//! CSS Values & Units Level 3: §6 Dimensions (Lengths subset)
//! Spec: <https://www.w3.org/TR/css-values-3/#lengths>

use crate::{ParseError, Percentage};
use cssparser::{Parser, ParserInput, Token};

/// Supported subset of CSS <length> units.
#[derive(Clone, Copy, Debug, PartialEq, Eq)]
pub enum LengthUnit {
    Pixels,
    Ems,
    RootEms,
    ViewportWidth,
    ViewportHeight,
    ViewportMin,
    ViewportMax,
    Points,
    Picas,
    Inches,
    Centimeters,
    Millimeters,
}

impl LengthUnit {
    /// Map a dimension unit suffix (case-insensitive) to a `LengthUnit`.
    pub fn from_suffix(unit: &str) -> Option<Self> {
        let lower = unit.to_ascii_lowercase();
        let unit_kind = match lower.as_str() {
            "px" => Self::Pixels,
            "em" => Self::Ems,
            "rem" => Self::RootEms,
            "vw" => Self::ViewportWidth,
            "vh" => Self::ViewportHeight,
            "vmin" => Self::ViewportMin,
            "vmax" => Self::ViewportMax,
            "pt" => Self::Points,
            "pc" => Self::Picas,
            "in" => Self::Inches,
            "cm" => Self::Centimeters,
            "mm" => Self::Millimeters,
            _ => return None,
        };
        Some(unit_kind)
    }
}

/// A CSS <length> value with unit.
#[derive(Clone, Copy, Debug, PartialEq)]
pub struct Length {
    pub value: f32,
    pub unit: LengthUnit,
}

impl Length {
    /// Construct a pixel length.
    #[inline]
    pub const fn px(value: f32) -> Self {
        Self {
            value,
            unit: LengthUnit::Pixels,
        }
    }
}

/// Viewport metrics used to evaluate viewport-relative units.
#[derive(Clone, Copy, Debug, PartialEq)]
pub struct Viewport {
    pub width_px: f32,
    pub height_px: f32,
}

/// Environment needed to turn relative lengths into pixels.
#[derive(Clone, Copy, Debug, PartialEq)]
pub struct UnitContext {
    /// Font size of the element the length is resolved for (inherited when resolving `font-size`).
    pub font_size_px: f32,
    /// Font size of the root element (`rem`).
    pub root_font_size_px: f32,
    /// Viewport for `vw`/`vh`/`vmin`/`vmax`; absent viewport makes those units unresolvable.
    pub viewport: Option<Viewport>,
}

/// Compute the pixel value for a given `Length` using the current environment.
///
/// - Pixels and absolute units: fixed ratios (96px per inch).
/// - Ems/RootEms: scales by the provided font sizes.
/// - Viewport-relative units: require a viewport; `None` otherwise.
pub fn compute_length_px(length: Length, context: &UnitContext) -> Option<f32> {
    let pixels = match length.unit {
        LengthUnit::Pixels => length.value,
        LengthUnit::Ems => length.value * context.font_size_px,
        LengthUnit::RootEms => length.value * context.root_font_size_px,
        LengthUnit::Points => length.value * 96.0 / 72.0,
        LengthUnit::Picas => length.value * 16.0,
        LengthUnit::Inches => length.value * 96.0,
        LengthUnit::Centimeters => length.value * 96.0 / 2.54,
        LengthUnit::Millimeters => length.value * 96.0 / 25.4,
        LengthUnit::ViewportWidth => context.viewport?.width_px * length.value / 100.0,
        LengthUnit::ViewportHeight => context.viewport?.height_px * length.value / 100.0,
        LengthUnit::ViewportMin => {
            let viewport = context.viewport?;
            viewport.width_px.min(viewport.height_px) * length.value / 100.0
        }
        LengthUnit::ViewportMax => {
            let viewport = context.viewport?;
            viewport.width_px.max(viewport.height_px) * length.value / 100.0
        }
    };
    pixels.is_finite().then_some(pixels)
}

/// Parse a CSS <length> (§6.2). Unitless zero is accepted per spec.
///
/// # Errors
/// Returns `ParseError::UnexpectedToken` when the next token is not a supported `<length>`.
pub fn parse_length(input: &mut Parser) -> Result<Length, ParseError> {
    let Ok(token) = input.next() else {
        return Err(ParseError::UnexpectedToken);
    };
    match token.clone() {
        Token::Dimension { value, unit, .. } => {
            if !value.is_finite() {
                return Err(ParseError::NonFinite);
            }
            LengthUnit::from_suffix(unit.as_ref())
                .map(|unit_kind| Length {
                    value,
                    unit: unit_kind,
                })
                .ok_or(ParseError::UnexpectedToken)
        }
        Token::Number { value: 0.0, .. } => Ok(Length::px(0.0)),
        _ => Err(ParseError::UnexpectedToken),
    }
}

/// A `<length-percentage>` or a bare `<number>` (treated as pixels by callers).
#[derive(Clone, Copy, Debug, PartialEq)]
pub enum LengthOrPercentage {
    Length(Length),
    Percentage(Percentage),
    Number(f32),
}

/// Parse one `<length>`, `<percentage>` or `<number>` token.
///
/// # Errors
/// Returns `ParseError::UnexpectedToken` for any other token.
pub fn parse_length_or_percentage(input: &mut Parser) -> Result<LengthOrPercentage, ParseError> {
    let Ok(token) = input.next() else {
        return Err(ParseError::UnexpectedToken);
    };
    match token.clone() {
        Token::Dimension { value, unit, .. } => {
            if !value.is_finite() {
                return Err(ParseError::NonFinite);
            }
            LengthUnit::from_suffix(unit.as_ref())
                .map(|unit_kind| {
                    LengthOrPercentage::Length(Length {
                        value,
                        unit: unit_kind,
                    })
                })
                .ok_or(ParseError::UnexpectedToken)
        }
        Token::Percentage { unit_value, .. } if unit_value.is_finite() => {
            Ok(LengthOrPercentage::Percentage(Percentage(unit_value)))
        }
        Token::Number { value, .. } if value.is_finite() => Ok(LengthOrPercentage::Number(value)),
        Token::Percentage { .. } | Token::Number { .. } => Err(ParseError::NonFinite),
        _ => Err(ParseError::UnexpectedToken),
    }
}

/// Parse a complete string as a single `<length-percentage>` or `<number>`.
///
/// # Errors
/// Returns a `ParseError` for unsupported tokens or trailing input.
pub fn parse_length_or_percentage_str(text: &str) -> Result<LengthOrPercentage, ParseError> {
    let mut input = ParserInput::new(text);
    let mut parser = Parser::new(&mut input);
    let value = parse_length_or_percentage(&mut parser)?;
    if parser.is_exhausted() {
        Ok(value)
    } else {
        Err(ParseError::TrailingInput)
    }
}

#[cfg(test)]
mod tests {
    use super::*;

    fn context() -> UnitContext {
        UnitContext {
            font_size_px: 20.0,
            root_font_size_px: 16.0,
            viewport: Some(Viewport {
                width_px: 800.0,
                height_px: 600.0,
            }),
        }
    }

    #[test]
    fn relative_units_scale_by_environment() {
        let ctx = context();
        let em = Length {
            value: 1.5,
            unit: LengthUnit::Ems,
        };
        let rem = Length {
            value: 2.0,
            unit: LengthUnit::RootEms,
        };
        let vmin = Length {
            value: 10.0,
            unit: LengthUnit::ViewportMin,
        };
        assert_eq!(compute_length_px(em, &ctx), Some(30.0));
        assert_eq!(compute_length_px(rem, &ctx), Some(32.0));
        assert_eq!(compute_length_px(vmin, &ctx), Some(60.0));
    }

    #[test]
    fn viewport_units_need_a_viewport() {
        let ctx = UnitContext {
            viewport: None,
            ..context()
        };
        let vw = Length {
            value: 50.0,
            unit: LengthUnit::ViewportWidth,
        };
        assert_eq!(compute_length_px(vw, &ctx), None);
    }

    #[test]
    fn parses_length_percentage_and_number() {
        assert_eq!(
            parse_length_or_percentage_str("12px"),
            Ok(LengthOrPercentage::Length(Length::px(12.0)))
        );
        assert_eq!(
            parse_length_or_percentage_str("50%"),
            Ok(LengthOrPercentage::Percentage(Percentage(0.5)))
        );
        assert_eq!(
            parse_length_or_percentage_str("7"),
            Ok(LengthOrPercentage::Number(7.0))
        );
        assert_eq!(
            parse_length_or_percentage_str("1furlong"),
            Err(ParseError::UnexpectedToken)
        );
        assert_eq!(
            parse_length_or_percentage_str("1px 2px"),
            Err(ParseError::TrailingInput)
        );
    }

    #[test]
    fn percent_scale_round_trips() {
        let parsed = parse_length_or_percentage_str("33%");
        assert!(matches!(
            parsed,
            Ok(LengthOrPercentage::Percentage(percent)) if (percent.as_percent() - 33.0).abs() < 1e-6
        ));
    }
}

........

What you will do:
Return each line from the material that includes the string "Inches".

Answer for this exercise:
    Inches,
            "in" => Self::Inches,
        LengthUnit::Inches => length.value * 96.0,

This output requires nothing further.